Saved data entries
*** Begin section ***
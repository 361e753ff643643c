//! Configuration System
//!
//! Provides hierarchical configuration loading from:
//! - config.toml (default configuration)
//! - config.local.toml (git-ignored local overrides)
//! - Environment variables (TEACHQL_* prefix)
//!
//! ## Example
//!
//! ```toml
//! # config.toml
//! [optimizer]
//! enable_index_pushdown = true
//! enable_predicate_pushdown = true
//!
//! [execution]
//! chunk_capacity = 1024
//! ```
//!
//! Environment variable overrides:
//! ```bash
//! TEACHQL_OPTIMIZER__ENABLE_INDEX_PUSHDOWN=false
//! TEACHQL_EXECUTION__CHUNK_CAPACITY=4096
//! ```
//!
//! None of these settings are consulted by the storage/transaction
//! collaborator (out of this crate's scope per the buffer pool, WAL and
//! session front-end being external); they only steer choices the
//! planner and operator runtime make themselves.

use crate::tuple::chunk::DEFAULT_CHUNK_CAPACITY;
use figment::{Figment, providers::{Env, Format, Toml}};
use serde::{Deserialize, Serialize};

/// Top-level configuration for one engine instance.
#[derive(Debug, Clone, Serialize, Deserialize)]
pub struct Config {
    #[serde(default)]
    pub optimizer: OptimizerConfig,
    #[serde(default)]
    pub execution: ExecutionConfig,
    #[serde(default)]
    pub logging: LoggingConfig,
}

/// Toggles for the logical/physical planners. Every one of these
/// defaults to the behavior the planner already implements; turning a
/// flag off degrades to the more conservative plan shape rather than
/// failing, so a config file from an older version of this crate still
/// loads cleanly.
#[derive(Debug, Clone, Serialize, Deserialize)]
pub struct OptimizerConfig {
    /// Rewrite `TableGet` + equality predicate on an indexed field into
    /// a point `IndexScan`. Disabling this forces every scan through
    /// `TableScan`, predicates re-applied residually.
    #[serde(default = "default_true")]
    pub enable_index_pushdown: bool,

    /// Attach `ON`/`WHERE` predicates to the innermost `TableGet` they
    /// can run against instead of evaluating them only after the join.
    #[serde(default = "default_true")]
    pub enable_predicate_pushdown: bool,

    /// Prefer the vectorized (chunk-at-a-time) physical plan for the
    /// node kinds that support it (`TableGet`, `Projection`, `GroupBy`,
    /// `Explain`) instead of the row-at-a-time Volcano pipeline.
    #[serde(default)]
    pub prefer_vectorized: bool,
}

/// Tuning knobs for the operator runtime.
#[derive(Debug, Clone, Serialize, Deserialize)]
pub struct ExecutionConfig {
    /// Row count per batch for the vectorized pipeline's `Chunk`s.
    #[serde(default = "default_chunk_capacity")]
    pub chunk_capacity: usize,

    /// Initial capacity reserved when an operator materializes rows
    /// up front (`OrderBy`'s `values[][]`, `GroupBy`'s group buffer).
    #[serde(default = "default_materialize_capacity")]
    pub materialize_capacity: usize,
}

fn default_chunk_capacity() -> usize {
    DEFAULT_CHUNK_CAPACITY
}
fn default_materialize_capacity() -> usize {
    256
}
fn default_true() -> bool {
    true
}

/// Logging configuration, consumed by the binary/session front-end to
/// set up a `tracing_subscriber` once at startup; the core itself only
/// emits `tracing` events and has no opinion on the subscriber.
#[derive(Debug, Clone, Serialize, Deserialize)]
pub struct LoggingConfig {
    /// Log level (trace, debug, info, warn, error).
    #[serde(default = "default_log_level")]
    pub level: String,

    /// Log format (text, json).
    #[serde(default = "default_log_format")]
    pub format: String,
}

fn default_log_level() -> String {
    "info".to_string()
}
fn default_log_format() -> String {
    "text".to_string()
}

impl Config {
    /// Load configuration from default locations.
    ///
    /// Merges in order:
    /// 1. config.toml (base configuration)
    /// 2. config.local.toml (local overrides, git-ignored)
    /// 3. Environment variables (`TEACHQL_*` prefix)
    pub fn load() -> Result<Self, figment::Error> {
        Figment::new()
            .merge(Toml::file("config.toml"))
            .merge(Toml::file("config.local.toml"))
            .merge(Env::prefixed("TEACHQL_").split("__"))
            .extract()
    }

    /// Load configuration from a specific file path.
    pub fn from_file(path: &str) -> Result<Self, figment::Error> {
        Figment::new()
            .merge(Toml::file(path))
            .merge(Env::prefixed("TEACHQL_").split("__"))
            .extract()
    }
}

impl Default for Config {
    fn default() -> Self {
        Config {
            optimizer: OptimizerConfig::default(),
            execution: ExecutionConfig::default(),
            logging: LoggingConfig::default(),
        }
    }
}

impl Default for OptimizerConfig {
    fn default() -> Self {
        OptimizerConfig { enable_index_pushdown: true, enable_predicate_pushdown: true, prefer_vectorized: false }
    }
}

impl Default for ExecutionConfig {
    fn default() -> Self {
        ExecutionConfig {
            chunk_capacity: default_chunk_capacity(),
            materialize_capacity: default_materialize_capacity(),
        }
    }
}

impl Default for LoggingConfig {
    fn default() -> Self {
        LoggingConfig { level: default_log_level(), format: default_log_format() }
    }
}

#[cfg(test)]
mod tests {
    use super::*;

    #[test]
    fn test_default_config() {
        let config = Config::default();
        assert!(config.optimizer.enable_index_pushdown);
        assert!(!config.optimizer.prefer_vectorized);
        assert_eq!(config.execution.chunk_capacity, DEFAULT_CHUNK_CAPACITY);
        assert_eq!(config.logging.level, "info");
    }

    #[test]
    fn test_config_serialization() {
        let config = Config::default();
        let toml_str = toml::to_string(&config).unwrap();
        assert!(toml_str.contains("[optimizer]"));
        assert!(toml_str.contains("[execution]"));
        assert!(toml_str.contains("[logging]"));
    }

    #[test]
    fn test_from_file_missing_falls_back_to_defaults() {
        let config = Config::from_file("does-not-exist.toml").unwrap();
        assert_eq!(config.execution.chunk_capacity, DEFAULT_CHUNK_CAPACITY);
    }
}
*** End section ***
[PROBLEM DETAILS] Which lines of the data include the string "they"? Find them and copy each one.

[SOLVED PROBLEM]
//! session front-end being external); they only steer choices the
    /// Attach `ON`/`WHERE` predicates to the innermost `TableGet` they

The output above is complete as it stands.